> Task goal
Filter the listing for lines containing "MemStore".

((

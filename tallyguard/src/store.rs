use crate::*;
use std::collections::BTreeMap;
use std::sync::{Arc, Mutex, RwLock};
use uuid::Uuid;

/// One election's state behind its own lock. Holding the lock serializes phase changes,
/// the tracking chain head and every trustee and voter flag of that election.
pub type SharedElection = Arc<Mutex<ElectionState>>;

/// An election store
pub trait Store: Send + Sync {
    /// Get an election, if it exists
    fn election(&self, id: Uuid) -> Option<SharedElection>;

    /// Add a new election
    fn insert(&self, state: ElectionState) -> SharedElection;

    /// Ids of every stored election
    fn election_ids(&self) -> Vec<Uuid>;

    /// Get an election or fail with a not-found error
    fn get_election(&self, id: Uuid) -> Result<SharedElection, Error> {
        self.election(id).ok_or(Error::ElectionNotFound(id))
    }
}

/// A simple store that keeps every election in memory
#[derive(Default)]
pub struct MemStore {
    inner: RwLock<BTreeMap<Uuid, SharedElection>>,
}

impl MemStore {
    pub fn new() -> Self {
        Self::default()
    }
}

impl Store for MemStore {
    fn election(&self, id: Uuid) -> Option<SharedElection> {
        let inner = self.inner.read().unwrap_or_else(|e| e.into_inner());
        inner.get(&id).cloned()
    }

    fn insert(&self, state: ElectionState) -> SharedElection {
        let id = state.id();
        let shared = Arc::new(Mutex::new(state));
        let mut inner = self.inner.write().unwrap_or_else(|e| e.into_inner());
        inner.insert(id, shared.clone());
        shared
    }

    fn election_ids(&self) -> Vec<Uuid> {
        let inner = self.inner.read().unwrap_or_else(|e| e.into_inner());
        inner.keys().copied().collect()
    }
}

impl From<Vec<ElectionState>> for MemStore {
    fn from(item: Vec<ElectionState>) -> Self {
        let store = MemStore::default();
        for state in item {
            store.insert(state);
        }
        store
    }
}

))

> Written reply
pub struct MemStore {
impl MemStore {
impl Store for MemStore {
impl From<Vec<ElectionState>> for MemStore {
        let store = MemStore::default();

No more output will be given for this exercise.